So, I just gave you the number in terms of what that Coulomb potential would be in attraction, but we can I easily calculate it as well using this equation here where the energy is equal to the charge on each of the ions, and this is just multiplied by the value of charge for an electron divided by 4 pi epsilon nought times r, are r is just the distance in terms of the bond length we could talk about.
So, let's calculate and make sure that I didn't tell you a false number here. Let's say we do the calculation with the bond length that we've looked up, which is 2 . 3 6 angstroms for the bond length between sodium and chloride. So we should be able to figure out the Coulombic attraction for this.
So, if we talk about the energy of attraction, we need to multiply plus 1, that's the charge on the sodium, times minus 1, the charge on the chlorine, times the charge in an electron, 1 . 6 0 2 times 10 the negative 19 Coulombs, and that's all divided by 4 pi, and then I've written out epsilon nought in your notes, so I won't write it on the board. And then r, so r is going to be 2 . 3 6 and times -- what is angstrom, everyone? Yup, 10 to the negative 10. So 10 to the negative 10 meters. So, if we do this calculation here, what we end up with is negative 9.774 times 10 to the negative 19 joules.

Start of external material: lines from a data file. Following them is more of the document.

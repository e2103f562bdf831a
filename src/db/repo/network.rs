//! Placement operations for the repository.

use crate::domain::{MemberId, NetworkPosition, TimeMs};
use sqlx::Row;

use super::Repository;

/// How a placement insert resolved. Slot races surface as `SlotTaken` so
/// the topology manager can re-run its search instead of failing the
/// caller.
#[derive(Debug, Clone, Copy, PartialEq, Eq)]
pub enum PositionInsertOutcome {
    Inserted,
    /// The member already has a placement (primary-key conflict).
    MemberExists,
    /// Another enrollment claimed the (parent, slot) pair first.
    SlotTaken,
}

impl Repository {
    /// Insert a placement. Conflicts are classified rather than returned
    /// as raw store errors.
    ///
    /// # Errors
    /// Returns an error if the insert fails for any non-conflict reason.
    pub async fn insert_position(
        &self,
        position: &NetworkPosition,
    ) -> Result<PositionInsertOutcome, sqlx::Error> {
        let result = sqlx::query(
            r#"
            INSERT INTO network_positions (
                member_id, sponsor_id, placement_parent_id, depth, slot_index, created_at_ms
            ) VALUES (?, ?, ?, ?, ?, ?)
            "#,
        )
        .bind(position.member_id.as_str())
        .bind(position.sponsor_id.as_ref().map(|s| s.as_str()))
        .bind(position.placement_parent_id.as_ref().map(|p| p.as_str()))
        .bind(position.depth as i64)
        .bind(position.slot_index as i64)
        .bind(position.created_at_ms.as_ms())
        .execute(&self.pool)
        .await;

        match result {
            Ok(_) => Ok(PositionInsertOutcome::Inserted),
            Err(sqlx::Error::Database(db_err))
                if db_err.kind() == sqlx::error::ErrorKind::UniqueViolation =>
            {
                // SQLite names the violated columns in the message.
                if db_err.message().contains("member_id") {
                    Ok(PositionInsertOutcome::MemberExists)
                } else {
                    Ok(PositionInsertOutcome::SlotTaken)
                }
            }
            Err(e) => Err(e),
        }
    }

    /// Get a member's placement.
    ///
    /// # Errors
    /// Returns an error if the query fails.
    pub async fn get_position(
        &self,
        member_id: &MemberId,
    ) -> Result<Option<NetworkPosition>, sqlx::Error> {
        let row = sqlx::query(
            r#"
            SELECT member_id, sponsor_id, placement_parent_id, depth, slot_index, created_at_ms
            FROM network_positions
            WHERE member_id = ?
            "#,
        )
        .bind(member_id.as_str())
        .fetch_optional(&self.pool)
        .await?;

        Ok(row.map(|r| decode_position(&r)))
    }

    /// Children of a placement node in slot order. The deterministic
    /// ordering is what makes placement reproducible and auditable.
    ///
    /// # Errors
    /// Returns an error if the query fails.
    pub async fn children_of(
        &self,
        parent: &MemberId,
    ) -> Result<Vec<NetworkPosition>, sqlx::Error> {
        let rows = sqlx::query(
            r#"
            SELECT member_id, sponsor_id, placement_parent_id, depth, slot_index, created_at_ms
            FROM network_positions
            WHERE placement_parent_id = ?
            ORDER BY slot_index ASC
            "#,
        )
        .bind(parent.as_str())
        .fetch_all(&self.pool)
        .await?;

        Ok(rows.iter().map(decode_position).collect())
    }

    /// Total number of placements. Used by tests and diagnostics.
    pub async fn count_positions(&self) -> Result<i64, sqlx::Error> {
        let row = sqlx::query("SELECT COUNT(*) AS n FROM network_positions")
            .fetch_one(&self.pool)
            .await?;
        Ok(row.get("n"))
    }
}

fn decode_position(row: &sqlx::sqlite::SqliteRow) -> NetworkPosition {
    let sponsor_id: Option<String> = row.get("sponsor_id");
    let parent_id: Option<String> = row.get("placement_parent_id");

    NetworkPosition {
        member_id: MemberId::new(row.get::<String, _>("member_id")),
        sponsor_id: sponsor_id.map(MemberId::new),
        placement_parent_id: parent_id.map(MemberId::new),
        depth: row.get::<i64, _>("depth") as u32,
        slot_index: row.get::<i64, _>("slot_index") as u32,
        created_at_ms: TimeMs::new(row.get("created_at_ms")),
    }
}

#[cfg(test)]
mod tests {
    use super::*;
    use crate::db::migrations::init_db;
    use crate::domain::{Member, MemberStatus, Tier};
    use tempfile::TempDir;

    async fn setup_test_db() -> (Repository, TempDir) {
        let temp_dir = TempDir::new().unwrap();
        let db_path = temp_dir
            .path()
            .join("test.db")
            .to_string_lossy()
            .to_string();
        let pool = init_db(&db_path).await.expect("init_db failed");
        let repo = Repository::new(pool);

        for id in ["root", "a", "b"] {
            repo.insert_member(&Member::new(
                MemberId::new(id),
                MemberStatus::Active,
                Tier::Basic,
                TimeMs::new(0),
            ))
            .await
            .unwrap();
        }

        (repo, temp_dir)
    }

    fn root_position() -> NetworkPosition {
        NetworkPosition {
            member_id: MemberId::new("root"),
            sponsor_id: None,
            placement_parent_id: None,
            depth: 0,
            slot_index: 0,
            created_at_ms: TimeMs::new(0),
        }
    }

    fn child_position(member: &str, slot: u32) -> NetworkPosition {
        NetworkPosition {
            member_id: MemberId::new(member),
            sponsor_id: Some(MemberId::new("root")),
            placement_parent_id: Some(MemberId::new("root")),
            depth: 1,
            slot_index: slot,
            created_at_ms: TimeMs::new(1),
        }
    }

    #[tokio::test]
    async fn test_insert_and_get_position() {
        let (repo, _temp) = setup_test_db().await;

        let pos = root_position();
        assert_eq!(
            repo.insert_position(&pos).await.unwrap(),
            PositionInsertOutcome::Inserted
        );
        assert_eq!(
            repo.get_position(&pos.member_id).await.unwrap(),
            Some(pos)
        );
    }

    #[tokio::test]
    async fn test_member_conflict_classified() {
        let (repo, _temp) = setup_test_db().await;

        repo.insert_position(&root_position()).await.unwrap();
        let outcome = repo.insert_position(&root_position()).await.unwrap();
        assert_eq!(outcome, PositionInsertOutcome::MemberExists);
    }

    #[tokio::test]
    async fn test_slot_conflict_classified() {
        let (repo, _temp) = setup_test_db().await;

        repo.insert_position(&root_position()).await.unwrap();
        repo.insert_position(&child_position("a", 0)).await.unwrap();

        let outcome = repo.insert_position(&child_position("b", 0)).await.unwrap();
        assert_eq!(outcome, PositionInsertOutcome::SlotTaken);
    }

    #[tokio::test]
    async fn test_children_ordered_by_slot() {
        let (repo, _temp) = setup_test_db().await;

        repo.insert_position(&root_position()).await.unwrap();
        repo.insert_position(&child_position("b", 1)).await.unwrap();
        repo.insert_position(&child_position("a", 0)).await.unwrap();

        let children = repo.children_of(&MemberId::new("root")).await.unwrap();
        assert_eq!(children.len(), 2);
        assert_eq!(children[0].member_id, MemberId::new("a"));
        assert_eq!(children[1].member_id, MemberId::new("b"));

        assert_eq!(repo.count_positions().await.unwrap(), 3);
    }
}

So that's what we have in terms of our energy. That does not look the same as what we saw -- yup, do you have a question?
STUDENT: [INAUDIBLE]
PROFESSOR: OK. Luckily, although, I did not write it in my own notes, I did it when I put in my calculator, thank you. So you need to square this value here and then you should get this value right here, negative 9.77. All right, so what we need to do though is convert from joules into kilojoules per mole, because that's what we were using. So if we multiply that number there by kilojoules per mole -- or excuse me, first kilojoules per joule, so we have 1,000 joules in every kilojoule. And then we multiply that by Avagadro's number, 6.022 times 10 to the 23 per mole. What we end up with is negative 589 kilojoules per mole. So this is that same Coulombic attraction that we saw in the first place.
So, notice that you will naturally get out a negative charge here, remember negative means an attractive force in this case, because you have the plus and the minus 1 in here. So we should be able to easily do that calculation, and what we end up getting matches up with what I just told you, luckily, and thank you for catching the square, that's an important part in getting the right answer. So, experimentally then, what we find is that the change in energy for this reaction is negative 444 kilojoules per mole.
If we look experimentally what we see, it's actually a little bit different, it's negative 411 kilojoules per mole. So, in terms of this class, this is the method that we're going to use, and we're going to say this gets us close enough such that we can make comparisons and have a meaningful conversations about different types of ionic bonds and the attraction between them.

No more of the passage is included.